Shame

I entered the front door of the hotel lobby with excitement. SCORE had played such an impactful part in my small business journey, and I was grateful for the chance to speak to the experiences in which I had taken part as a SCORE mentee.

I looked through the small crowd and spotted my host. Together, we began circling the room to meet the other attendees. After saying hello to several guests, I turned around and there he was: the state leader of the Small Business Administration (SBA).

SBA provided my previous small business loan – the financing that had allowed for the growth of our retail franchise concept. It was the loan provided to us after putting up our house as collateral. It was the loan on which we defaulted, and on which we lost our home and what seemed like our entire world. To make matters worse, this event coincided with the two-year anniversary of closing the doors of our small business.

“Of course he’s here,” I thought to myself, as the anxiety swept in. SBA is a major supporter of the SCORE program, but it just had not occurred to me when I agreed to participate. As I shook his hand, my mind raced. If I had anticipated him being there, would I have agreed to show up and tell part of my story? I would like to say I would have done it anyway, but in that moment, as shame flooded my soul, I wanted to turn around and run away. Instead, I asked him how things were going, all the while dealing with the familiar internal feelings of shame.

The meeting commenced, and I soon found myself standing in front of all the guests, no more than ten feet from him. What could I do, what could I say while standing up here with the very personification of my experience? I could ignore reality or I could do what I knew would instantly kill the shame; I could be honest. Right then and there. And so when one participant raised her hand and asked me, “What happened to the franchise?” I took a deep breathe and boldly proclaimed, “Well, I would be one of the SBA’s non-success stories. I would be part of their ‘failed’ loan statistics. And interestingly enough,” I continued, “I had always secretly vowed to never be one of those. And yet, here I am…”

In my anxiety, I expected the crowd to be stunned silent, but instead they were warm and fair, expressing what we all know to be true: in business, you take risks, and sometimes the outcome is not what we would desire, and not what we planned in that well thought out business plan.

“There are no failures,” one gentleman kindly offered. “There are only lessons learned.” Of course, I agree with that sentiment. In fact, you have all heard me preach that very lesson here on my blog. But in the moment, when faced with the cold, hard reality (this time, in the shape of an SBA officer!), shame can override common sense and leave you feeling “less than.” Instead, I told the truth, wrapped up my session – feeling nothing but relief – and took my seat.

I felt relief because I overpowered the feelings of shame, described the situation aloud and owned the outcome. That alone could have been a win for me that day. However, speaking truth into circumstances not only gives us power in the moment, but it also produces results beyond what we may imagine.

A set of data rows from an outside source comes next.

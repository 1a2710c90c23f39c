//! The hierarchical worklist driver.
//!
//! Starting from the selected top sub-circuits, every sub-circuit reachable
//! through opaque cells is imported exactly once. The worklist is an ordered
//! set, so the import order depends only on the netlist handles.

use crate::error::ImportError;
use crate::extnets::ExtNetHoister;
use crate::session::{ImportOptions, ImportSession};
use log::info;
use std::collections::BTreeSet;
use tessel_common::Interner;
use tessel_config::ImportConfig;
use tessel_diagnostics::DiagnosticSink;
use tessel_ir::Design;
use tessel_netlist::{InstanceType, NetlistEdit, NetlistId, NetlistView};

/// The top sub-circuits selected by `config`.
///
/// With `all`, every user sub-circuit whose name does not start with `$` is
/// selected; otherwise each name in `top` must exist.
pub fn resolve_tops<V: NetlistView + ?Sized>(
    view: &V,
    config: &ImportConfig,
) -> Result<BTreeSet<NetlistId>, ImportError> {
    let mut tops = BTreeSet::new();
    if config.all {
        for nl in view.netlists() {
            if view.netlist_type(nl) == InstanceType::User && !view.netlist_name(nl).starts_with('$') {
                tops.insert(nl);
            }
        }
    }
    for name in &config.top {
        let nl = view
            .netlist_by_name(name)
            .ok_or_else(|| ImportError::UnknownTop { name: name.clone() })?;
        tops.insert(nl);
    }
    Ok(tops)
}

/// Imports `pending` and everything it references into `design`.
///
/// Each sub-circuit is imported at most once per call, even when it is
/// queued again by a later module.
pub fn drain_worklist<V: NetlistView + ?Sized>(
    view: &V,
    session: &mut ImportSession<'_>,
    design: &mut Design,
    mut pending: BTreeSet<NetlistId>,
) -> Result<(), ImportError> {
    let mut done = BTreeSet::new();
    while let Some(nl) = pending.pop_first() {
        if !done.insert(nl) {
            continue;
        }
        session.import_netlist(view, design, nl, &mut pending)?;
    }
    Ok(())
}

/// Imports the sub-circuits selected by `config` into a fresh design.
///
/// When `config.extnets` is set, external net references below each top are
/// hoisted first. Warnings go to `sink`; the first fatal error aborts the run.
pub fn import_design<V: NetlistEdit + ?Sized>(
    netlist: &mut V,
    config: &ImportConfig,
    interner: &Interner,
    sink: &DiagnosticSink,
) -> Result<Design, ImportError> {
    let tops = resolve_tops(&*netlist, config)?;
    info!("importing {} top sub-circuit(s)", tops.len());

    if config.extnets {
        let mut hoister = ExtNetHoister::new();
        for &nl in &tops {
            hoister.run(&mut *netlist, nl);
        }
        info!("hoisted {} external net reference(s)", hoister.rewritten());
    }

    let mut design = Design::new();
    let mut session = ImportSession::new(interner, sink, ImportOptions::from(config));
    drain_worklist(&*netlist, &mut session, &mut design, tops)?;
    info!("imported {} module(s)", design.module_count());
    Ok(design)
}

#[cfg(test)]
mod tests {
    use super::*;
    use tessel_netlist::NetlistDb;

    fn config(top: &[&str], all: bool) -> ImportConfig {
        ImportConfig {
            top: top.iter().map(|s| s.to_string()).collect(),
            all,
            ..ImportConfig::default()
        }
    }

    #[test]
    fn tops_by_name() {
        let mut db = NetlistDb::new();
        let a = db.add_netlist("a");
        db.add_netlist("b");
        let tops = resolve_tops(&db, &config(&["a"], false)).unwrap();
        assert_eq!(tops.into_iter().collect::<Vec<_>>(), vec![a]);
    }

    #[test]
    fn unknown_top() {
        let db = NetlistDb::new();
        let err = resolve_tops(&db, &config(&["cpu"], false)).unwrap_err();
        assert_eq!(err, ImportError::UnknownTop { name: "cpu".into() });
    }

    #[test]
    fn all_skips_generated_and_primitives() {
        let mut db = NetlistDb::new();
        let a = db.add_netlist("a");
        db.add_netlist("$paramod");
        db.primitive(InstanceType::And);
        let b = db.add_netlist("b");
        let tops = resolve_tops(&db, &config(&[], true)).unwrap();
        assert_eq!(tops.into_iter().collect::<Vec<_>>(), vec![a, b]);
    }

    #[test]
    fn shared_child_imported_once() {
        let mut db = NetlistDb::new();
        let top = db.add_netlist("top");
        let child = db.add_netlist("child");
        db.add_instance(top, "u0", child);
        db.add_instance(top, "u1", child);

        let interner = Interner::new();
        let sink = DiagnosticSink::new();
        let design = import_design(&mut db, &config(&["top"], false), &interner, &sink).unwrap();
        assert_eq!(design.module_count(), 2);
        assert!(design.has_module(interner.get_or_intern("child")));
    }
}
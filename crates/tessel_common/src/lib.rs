//! Shared foundational types used across the Tessel netlist importer.
//!
//! This crate provides interned identifiers, 4-state logic values, packed logic
//! vectors, the dense [`Arena`] used by both the external netlist model and the
//! target IR, and source locations.

#![warn(missing_docs)]

pub mod arena;
pub mod ident;
pub mod loc;
pub mod logic;
pub mod logic_vec;

pub use arena::{Arena, ArenaId};
pub use ident::{Ident, Interner};
pub use loc::SourceLoc;
pub use logic::Logic;
pub use logic_vec::LogicVec;
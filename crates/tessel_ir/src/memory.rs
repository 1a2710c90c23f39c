//! Memories inferred from RAM-shaped nets.

use crate::const_value::ConstValue;
use crate::ids::MemoryId;
use serde::{Deserialize, Serialize};
use std::collections::BTreeMap;
use tessel_common::Ident;

/// A word-addressed memory. Its ports are separate
/// [`MemRead`](crate::CellKind::MemRead) / [`MemWrite`](crate::CellKind::MemWrite)
/// cells that refer to it by name.
#[derive(Debug, Clone, Serialize, Deserialize)]
pub struct Memory {
    /// The ID of this memory within its module.
    pub id: MemoryId,
    /// The memory name, unique in the module namespace.
    pub name: Ident,
    /// Bits per word.
    pub width: u32,
    /// Number of words.
    pub size: u32,
    /// Attributes such as `src`.
    pub attributes: BTreeMap<String, ConstValue>,
}
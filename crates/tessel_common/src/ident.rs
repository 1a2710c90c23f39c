//! Interned names for modules, wires, cells, ports and memories.

use lasso::ThreadedRodeo;
use serde::{Deserialize, Serialize};

/// An interned name.
///
/// Comparing and copying an `Ident` is O(1); the string itself lives in the
/// [`Interner`] that created it and is only needed for display and lookup.
#[derive(Clone, Copy, PartialEq, Eq, PartialOrd, Ord, Hash, Debug, Serialize, Deserialize)]
pub struct Ident(u32);

impl Ident {
    /// Creates an `Ident` from a raw index. Intended for tests and deserialization.
    pub fn from_raw(index: u32) -> Self {
        Self(index)
    }

    /// Returns the raw index of this identifier.
    pub fn as_raw(self) -> u32 {
        self.0
    }
}

// SAFETY: `Ident` wraps a `u32`; `try_from_usize` rejects indices that do not fit.
unsafe impl lasso::Key for Ident {
    fn into_usize(self) -> usize {
        self.0 as usize
    }

    fn try_from_usize(int: usize) -> Option<Self> {
        u32::try_from(int).ok().map(Ident)
    }
}

/// String interner shared by one import run, backed by [`lasso::ThreadedRodeo`].
///
/// Interning takes `&self`, so the interner can be borrowed by the importer,
/// the module builders and the caller at the same time.
pub struct Interner {
    rodeo: ThreadedRodeo<Ident>,
}

impl Interner {
    /// Creates a new empty interner.
    pub fn new() -> Self {
        Self {
            rodeo: ThreadedRodeo::new(),
        }
    }

    /// Interns a string, returning the existing identifier if it was seen before.
    pub fn get_or_intern(&self, s: &str) -> Ident {
        self.rodeo.get_or_intern(s)
    }

    /// Looks up a string without interning it.
    pub fn get(&self, s: &str) -> Option<Ident> {
        self.rodeo.get(s)
    }

    /// Resolves an [`Ident`] back to its string.
    ///
    /// # Panics
    ///
    /// Panics if the `Ident` was not created by this interner.
    pub fn resolve(&self, ident: Ident) -> &str {
        self.rodeo.resolve(&ident)
    }
}

impl Default for Interner {
    fn default() -> Self {
        Self::new()
    }
}
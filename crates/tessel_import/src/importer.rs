//! Lowering of one netlist into one module.
//!
//! A module is populated in a fixed order: ports, port-buses, plain nets and
//! memories, net-buses, initial values, nondeterministic inputs, the
//! edge-detector scan, and finally the instances. The per-table lowering
//! lives in [`gates`](crate::gates), [`cells`](crate::cells),
//! [`memory`](crate::memory) and [`sva`](crate::sva).

use crate::builder::{Counters, ModuleBuilder};
use crate::dispatch::{dispatch, Route};
use crate::error::{kept_primitive, unsupported_operator, ImportError};
use crate::resolver::NetMap;
use crate::session::{module_name, ImportOptions};
use log::{debug, info};
use std::collections::{BTreeMap, BTreeSet, HashMap};
use tessel_common::{Ident, Interner, Logic, LogicVec};
use tessel_config::LoweringMode;
use tessel_diagnostics::DiagnosticSink;
use tessel_ir::{CellKind, ConstValue, MemoryId, Module, PortDirection, SigBit, SigSpec};
use tessel_netlist::{Direction, InstanceId, InstanceType, NetId, NetlistId, NetlistView, Object, PortRole};

/// Declared indices of a bus from `left` towards `right`.
pub(crate) fn left_to_right(left: i32, right: i32) -> impl Iterator<Item = i32> {
    let (low, high) = (left.min(right), left.max(right));
    let ascending = left <= right;
    (low..=high).map(move |k| if ascending { k } else { high - (k - low) })
}

/// What a carry-in pin is tied to.
#[derive(Clone, Copy, PartialEq, Eq, Debug)]
pub(crate) enum Carry {
    /// Constant 0, or unconnected.
    Zero,
    /// Constant 1.
    One,
    /// Any other net.
    Net(NetId),
}

/// Only `0` and `1` initialize a bit; anything else leaves it undefined.
fn init_bit(value: char) -> Option<Logic> {
    match value {
        '0' => Some(Logic::Zero),
        '1' => Some(Logic::One),
        _ => None,
    }
}

fn port_direction(direction: Direction) -> PortDirection {
    match direction {
        Direction::In => PortDirection::Input,
        Direction::Out => PortDirection::Output,
        Direction::InOut => PortDirection::InOut,
    }
}

/// Nets collected during net import and consolidated afterwards.
#[derive(Debug, Default)]
struct Deferred {
    init: BTreeMap<NetId, char>,
    anyconst: BTreeSet<NetId>,
    anyseq: BTreeSet<NetId>,
}

/// Connections of one opaque-cell port, gathered bit by bit.
struct PortBits {
    direction: PortDirection,
    bits: Vec<Option<SigBit>>,
}

pub(crate) struct NetlistImporter<'s, 'v, V: NetlistView + ?Sized> {
    pub(crate) view: &'v V,
    pub(crate) nl: NetlistId,
    pub(crate) b: ModuleBuilder<'s>,
    pub(crate) nets: NetMap,
    pub(crate) memories: HashMap<NetId, MemoryId>,
    /// Edge-detector output net to its input (the clock).
    pub(crate) edges: HashMap<NetId, NetId>,
    sink: &'s DiagnosticSink,
    options: ImportOptions,
}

As I was preparing to leave, the SBA officer approached me and offered his hand. Looking me directly in the eye, he said, “Thanks for speaking. I have never considered you a failure. It is business. You only lost money. You have your family, you have your health. At the end of the day, it was a business transaction. I appreciated what you had to say.”

Offering his card, he continued, “We need to get you up on the stage to speak again. You need to keep sharing this message of perseverance.”

Wow. That. Right there. That. I was stunned, to say the least.

You see, shame often shows up because we have been telling ourselves the same damaging story for so long – a story that may not even be true. Shame is that voice inside our own head, telling us what others think and who we have become. But shame is a liar. After two years of feeling guilt and sadness that I could not fulfill a legally binding obligation, I chose to own the truth and speak it aloud. In doing so, I found in others grace, kindness and truth.

How often in life do we dwell on something that didn’t go according to our plans? How often do we revel in the circumstance, writing a story in our mind of what others must think, when in reality, if we delivered our story with boldness and honesty it would actually inspire and spur others to move forward, to deal with their own story and to, in turn, go out and make an impact?

I left that speaking engagement feeling empowered and grateful. Don’t let shame dictate the story you share nor the life you lead.